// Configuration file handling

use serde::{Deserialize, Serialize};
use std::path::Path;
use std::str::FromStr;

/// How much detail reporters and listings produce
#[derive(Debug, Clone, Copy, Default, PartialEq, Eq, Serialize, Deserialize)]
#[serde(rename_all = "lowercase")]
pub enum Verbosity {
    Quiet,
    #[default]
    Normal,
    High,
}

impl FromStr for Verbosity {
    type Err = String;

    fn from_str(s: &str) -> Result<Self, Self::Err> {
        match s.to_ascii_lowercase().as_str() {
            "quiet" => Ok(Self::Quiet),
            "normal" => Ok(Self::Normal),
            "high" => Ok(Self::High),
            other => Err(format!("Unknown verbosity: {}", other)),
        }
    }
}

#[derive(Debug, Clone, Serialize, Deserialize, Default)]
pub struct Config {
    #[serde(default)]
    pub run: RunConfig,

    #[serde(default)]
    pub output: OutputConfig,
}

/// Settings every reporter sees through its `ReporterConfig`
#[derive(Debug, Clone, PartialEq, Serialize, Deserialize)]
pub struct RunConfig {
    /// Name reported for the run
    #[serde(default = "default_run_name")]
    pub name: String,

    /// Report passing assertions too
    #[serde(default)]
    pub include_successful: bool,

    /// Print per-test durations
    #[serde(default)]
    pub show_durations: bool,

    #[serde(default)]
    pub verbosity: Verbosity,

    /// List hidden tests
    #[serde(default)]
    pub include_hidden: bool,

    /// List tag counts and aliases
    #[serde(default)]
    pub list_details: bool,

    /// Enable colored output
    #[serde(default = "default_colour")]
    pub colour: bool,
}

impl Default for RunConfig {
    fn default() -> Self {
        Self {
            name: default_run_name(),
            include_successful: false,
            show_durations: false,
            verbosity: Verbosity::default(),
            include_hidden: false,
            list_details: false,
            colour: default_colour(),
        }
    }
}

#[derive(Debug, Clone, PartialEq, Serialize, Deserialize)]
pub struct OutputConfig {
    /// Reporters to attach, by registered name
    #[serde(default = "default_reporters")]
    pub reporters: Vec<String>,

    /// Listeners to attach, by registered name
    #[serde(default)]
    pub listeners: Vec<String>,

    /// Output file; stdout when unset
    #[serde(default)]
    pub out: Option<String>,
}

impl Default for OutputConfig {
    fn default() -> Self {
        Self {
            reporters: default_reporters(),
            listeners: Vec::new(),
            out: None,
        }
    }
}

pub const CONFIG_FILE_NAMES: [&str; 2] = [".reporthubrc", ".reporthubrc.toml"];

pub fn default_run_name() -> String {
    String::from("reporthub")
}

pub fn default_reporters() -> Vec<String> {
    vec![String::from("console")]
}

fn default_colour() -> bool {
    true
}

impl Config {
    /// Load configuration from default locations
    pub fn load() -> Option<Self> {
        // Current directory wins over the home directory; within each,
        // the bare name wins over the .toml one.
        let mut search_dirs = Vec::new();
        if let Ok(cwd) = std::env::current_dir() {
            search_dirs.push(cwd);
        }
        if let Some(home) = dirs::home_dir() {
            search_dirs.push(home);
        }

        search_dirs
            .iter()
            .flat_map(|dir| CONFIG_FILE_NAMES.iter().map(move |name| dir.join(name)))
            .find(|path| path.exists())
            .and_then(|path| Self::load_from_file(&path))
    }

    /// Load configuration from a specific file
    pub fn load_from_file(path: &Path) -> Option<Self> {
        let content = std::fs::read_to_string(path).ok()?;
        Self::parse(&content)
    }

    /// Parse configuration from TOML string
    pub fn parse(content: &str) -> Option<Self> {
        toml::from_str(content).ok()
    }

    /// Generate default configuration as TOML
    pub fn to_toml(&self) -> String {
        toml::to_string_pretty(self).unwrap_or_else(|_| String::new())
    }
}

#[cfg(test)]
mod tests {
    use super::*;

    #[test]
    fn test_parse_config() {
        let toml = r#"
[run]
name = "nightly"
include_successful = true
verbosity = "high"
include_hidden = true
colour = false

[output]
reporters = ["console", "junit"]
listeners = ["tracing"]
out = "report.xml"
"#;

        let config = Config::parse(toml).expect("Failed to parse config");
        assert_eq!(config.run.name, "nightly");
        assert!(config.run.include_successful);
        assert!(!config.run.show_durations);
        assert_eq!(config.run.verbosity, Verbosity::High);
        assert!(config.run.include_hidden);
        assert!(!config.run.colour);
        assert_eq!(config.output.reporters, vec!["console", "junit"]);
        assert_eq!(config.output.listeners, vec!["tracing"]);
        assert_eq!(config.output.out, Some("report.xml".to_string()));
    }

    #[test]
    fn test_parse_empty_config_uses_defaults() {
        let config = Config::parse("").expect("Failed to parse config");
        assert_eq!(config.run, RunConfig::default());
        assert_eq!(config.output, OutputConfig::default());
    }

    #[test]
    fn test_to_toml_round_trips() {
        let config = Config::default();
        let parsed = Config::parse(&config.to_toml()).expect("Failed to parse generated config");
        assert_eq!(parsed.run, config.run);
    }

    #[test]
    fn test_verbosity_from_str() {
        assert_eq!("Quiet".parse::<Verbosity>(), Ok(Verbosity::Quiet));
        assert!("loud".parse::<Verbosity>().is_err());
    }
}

*-*-*

Work to complete: Output the entries above in their entirety, exactly as written.

Solved problem:
// Configuration file handling

use serde::{Deserialize, Serialize};
use std::path::Path;
use std::str::FromStr;

/// How much detail reporters and listings produce
#[derive(Debug, Clone, Copy, Default, PartialEq, Eq, Serialize, Deserialize)]
#[serde(rename_all = "lowercase")]
pub enum Verbosity {
    Quiet,
    #[default]
    Normal,
    High,
}

impl FromStr for Verbosity {
    type Err = String;

    fn from_str(s: &str) -> Result<Self, Self::Err> {
        match s.to_ascii_lowercase().as_str() {
            "quiet" => Ok(Self::Quiet),
            "normal" => Ok(Self::Normal),
            "high" => Ok(Self::High),
            other => Err(format!("Unknown verbosity: {}", other)),
        }
    }
}

#[derive(Debug, Clone, Serialize, Deserialize, Default)]
pub struct Config {
    #[serde(default)]
    pub run: RunConfig,

    #[serde(default)]
    pub output: OutputConfig,
}

/// Settings every reporter sees through its `ReporterConfig`
#[derive(Debug, Clone, PartialEq, Serialize, Deserialize)]
pub struct RunConfig {
    /// Name reported for the run
    #[serde(default = "default_run_name")]
    pub name: String,

    /// Report passing assertions too
    #[serde(default)]
    pub include_successful: bool,

    /// Print per-test durations
    #[serde(default)]
    pub show_durations: bool,

    #[serde(default)]
    pub verbosity: Verbosity,

    /// List hidden tests
    #[serde(default)]
    pub include_hidden: bool,

    /// List tag counts and aliases
    #[serde(default)]
    pub list_details: bool,

    /// Enable colored output
    #[serde(default = "default_colour")]
    pub colour: bool,
}

impl Default for RunConfig {
    fn default() -> Self {
        Self {
            name: default_run_name(),
            include_successful: false,
            show_durations: false,
            verbosity: Verbosity::default(),
            include_hidden: false,
            list_details: false,
            colour: default_colour(),
        }
    }
}

#[derive(Debug, Clone, PartialEq, Serialize, Deserialize)]
pub struct OutputConfig {
    /// Reporters to attach, by registered name
    #[serde(default = "default_reporters")]
    pub reporters: Vec<String>,

    /// Listeners to attach, by registered name
    #[serde(default)]
    pub listeners: Vec<String>,

    /// Output file; stdout when unset
    #[serde(default)]
    pub out: Option<String>,
}

impl Default for OutputConfig {
    fn default() -> Self {
        Self {
            reporters: default_reporters(),
            listeners: Vec::new(),
            out: None,
        }
    }
}

pub const CONFIG_FILE_NAMES: [&str; 2] = [".reporthubrc", ".reporthubrc.toml"];

pub fn default_run_name() -> String {
    String::from("reporthub")
}

pub fn default_reporters() -> Vec<String> {
    vec![String::from("console")]
}

fn default_colour() -> bool {
    true
}

impl Config {
    /// Load configuration from default locations
    pub fn load() -> Option<Self> {
        // Current directory wins over the home directory; within each,
        // the bare name wins over the .toml one.
        let mut search_dirs = Vec::new();
        if let Ok(cwd) = std::env::current_dir() {
            search_dirs.push(cwd);
        }
        if let Some(home) = dirs::home_dir() {
            search_dirs.push(home);
        }

        search_dirs
            .iter()
            .flat_map(|dir| CONFIG_FILE_NAMES.iter().map(move |name| dir.join(name)))
            .find(|path| path.exists())
            .and_then(|path| Self::load_from_file(&path))
    }

    /// Load configuration from a specific file
    pub fn load_from_file(path: &Path) -> Option<Self> {
        let content = std::fs::read_to_string(path).ok()?;
        Self::parse(&content)
    }

    /// Parse configuration from TOML string
    pub fn parse(content: &str) -> Option<Self> {
        toml::from_str(content).ok()
    }

    /// Generate default configuration as TOML
    pub fn to_toml(&self) -> String {
        toml::to_string_pretty(self).unwrap_or_else(|_| String::new())
    }
}

#[cfg(test)]
mod tests {
    use super::*;

    #[test]
    fn test_parse_config() {
        let toml = r#"
[run]
name = "nightly"
include_successful = true
verbosity = "high"
include_hidden = true
colour = false

[output]
reporters = ["console", "junit"]
listeners = ["tracing"]
out = "report.xml"
"#;

        let config = Config::parse(toml).expect("Failed to parse config");
        assert_eq!(config.run.name, "nightly");
        assert!(config.run.include_successful);
        assert!(!config.run.show_durations);
        assert_eq!(config.run.verbosity, Verbosity::High);
        assert!(config.run.include_hidden);
        assert!(!config.run.colour);
        assert_eq!(config.output.reporters, vec!["console", "junit"]);
        assert_eq!(config.output.listeners, vec!["tracing"]);
        assert_eq!(config.output.out, Some("report.xml".to_string()));
    }

    #[test]
    fn test_parse_empty_config_uses_defaults() {
        let config = Config::parse("").expect("Failed to parse config");
        assert_eq!(config.run, RunConfig::default());
        assert_eq!(config.output, OutputConfig::default());
    }

    #[test]
    fn test_to_toml_round_trips() {
        let config = Config::default();
        let parsed = Config::parse(&config.to_toml()).expect("Failed to parse generated config");
        assert_eq!(parsed.run, config.run);
    }

    #[test]
    fn test_verbosity_from_str() {
        assert_eq!("Quiet".parse::<Verbosity>(), Ok(Verbosity::Quiet));
        assert!("loud".parse::<Verbosity>().is_err());
    }
}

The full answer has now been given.